This conversation got me pretty worked up. This view of sports as a refuge from social issues is a common one but not one that I believe holds any historic accuracy or moral righteousness. Sports has often been a forum for social or political expression. Just in my lifetime, I’ve witnessed the rise and mainstream reaction against the “hip-hop” athlete as personified by basketball player Allen Iverson. I’ve seen Jason Collins’ coming out as the first active male athlete in one of the “big four sports”. I’ve seen issues as wide-ranging as dog-fighting, gender equality, gender testing, using the N-word, and xenophobia played out in the context of sports.

Sports in America, even with a Black president, are home to the most visible African-Americans in our society. Insofar as the issues underneath the Eric Garner, Michael Brown, and Tamir Rice cases are racial, it makes sense that they are discussed in the context of sports. In the last few week, athletes in football, basketball, and as we saw above, even soccer, have been making that point for us by reminding us of these issues before and during games. Four St. Louis Rams players came out on the field before a game with their hands held in the air, a symbol of protest in the Michael Brown Case. Basketball players, starting with Chicago’s Derek Rose, moving to LeBron James, Kevin Garnett, and several other Cavaliers and Nets, and continuing with the entire rosters of the Los Angeles Lakers and Georgetown Hoyas have worn “I can’t breathe” T-shirts during warm ups. Even lesser known players got in on the action, like Ariyana Smith of Knox College who was initially suspended for her protest preceding a game in Clayton, Missouri, where the Michael Brown grand jury was, and Johnson Bademosi of the Cleveland Browns, who wore a handmade shirt with the same message during a game and wrote about why in The MMQB later.

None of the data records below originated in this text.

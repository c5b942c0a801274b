//! # invoice-forge – GST tax invoice preview and paginated PDF export
//!
//! This crate turns the contents of an invoice form into a printable tax
//! invoice. The pipeline stages are:
//!
//! 1. **State** – header, line items and tax selection, edited through
//!    events ([`invoice`])
//! 2. **Totals** – CGST/SGST/CESS/IGST aggregation ([`tax`])
//! 3. **Preview** – padded item table, tax footer, amount in words
//!    ([`preview`], [`words`], [`templates`])
//! 4. **Paginate** – slice one captured image across A4 pages ([`pagination`])
//! 5. **Render** – emit PDF bytes via printpdf ([`render`])
//!
//! Capturing the rendered preview as an image is left to the host through
//! [`pipeline::DocumentCapture`]. A C-compatible FFI surface is exposed via
//! the [`ffi`] module.

pub mod error;
pub mod ffi;
pub mod invoice;
pub mod layout_config;
pub mod pagination;
pub mod pipeline;
pub mod preview;
pub mod render;
pub mod tax;
pub mod templates;
pub mod words;

// Re-exports for convenience
pub use error::{CaptureError, ExportError};
pub use invoice::{apply, InvoiceEvent, InvoiceState, LineItem};
pub use pipeline::{export_captured, export_pdf, CapturedImage, DocumentCapture, ExportConfig};
pub use preview::{build_preview, PreviewDocument};
pub use tax::{compute_totals, TaxKind, TaxSelection};
pub use words::to_words;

There have certainly been times when sports has been a refuge for some people, including African-Americans, from the worst forms of discrimination in society, but the argument that sports should be a refuge from the discussion of social issues is simply wrong. Sports has not ever been, nor should be a refuge from actively participating in social issues.

As I thought about this and made that case in my mind, I realized that I was not exactly living up to my own ideals. I have a platform (small though it may be) in Dear Sports Fan that I write in every day and which every day is seen by hundreds of people but I had not used it to express my own opinions about Eric Garner, Michael Brown, Tamir Rice, the police that killed them, and the local legal response to their deaths. So, whether it’s my responsibility, my choice, or my privilege to use Dear Sports Fan as a platform for my thoughts on the issues of police violence and the legal system’s response to it, I am going to go for it.

Here’s what I think:

I’ve been wondering why Eric Garner’s case has captured my passion more than Michael Brown’s or the many other incidents of police brutality. There are several reasons. First, Garner was killed in New York, where I live, so his death has more immediacy for me. Second, the results of the grand jury proceedings about his death were just that, second — they came out right after the Ferguson grand jury had primed us to react in a particular way. Third, while it’s possible for me to imagine (rightly or wrongly) Michael Brown’s killing as the result of misguided panic, the killing of Eric Garner is much harder to rationalize. Oh sure, the police who attacked him were never intending to kill him, but the use of a prohibited choke hold which there have been over 1,000 complaints to the police about in the last 5 years, is not the result of a momentary and unfortunate lapse. No, the choke hold that killed Eric Garner is a symptom of systemic abuse on the part of a police force that suggests a cynical negligence for the wellbeing of the public. The last reason why Eric Garner’s death was so striking is one that we sports fans should be familiar with: video. There was video of Eric Garner being killed but none of Michael Brown. Video is so powerful. It’s a key reason why the sports world was stirred up so much more by Ray Rice’s domestic abuse crime than by previous incidents. For that matter, it’s most of why you’ll find many more sports fans who think Michael Jordan was the greatest basketball player ever than who argue it was Bill Russell or Wilt Chamberlain, whose 100 point game is captured only in a photograph, not on video.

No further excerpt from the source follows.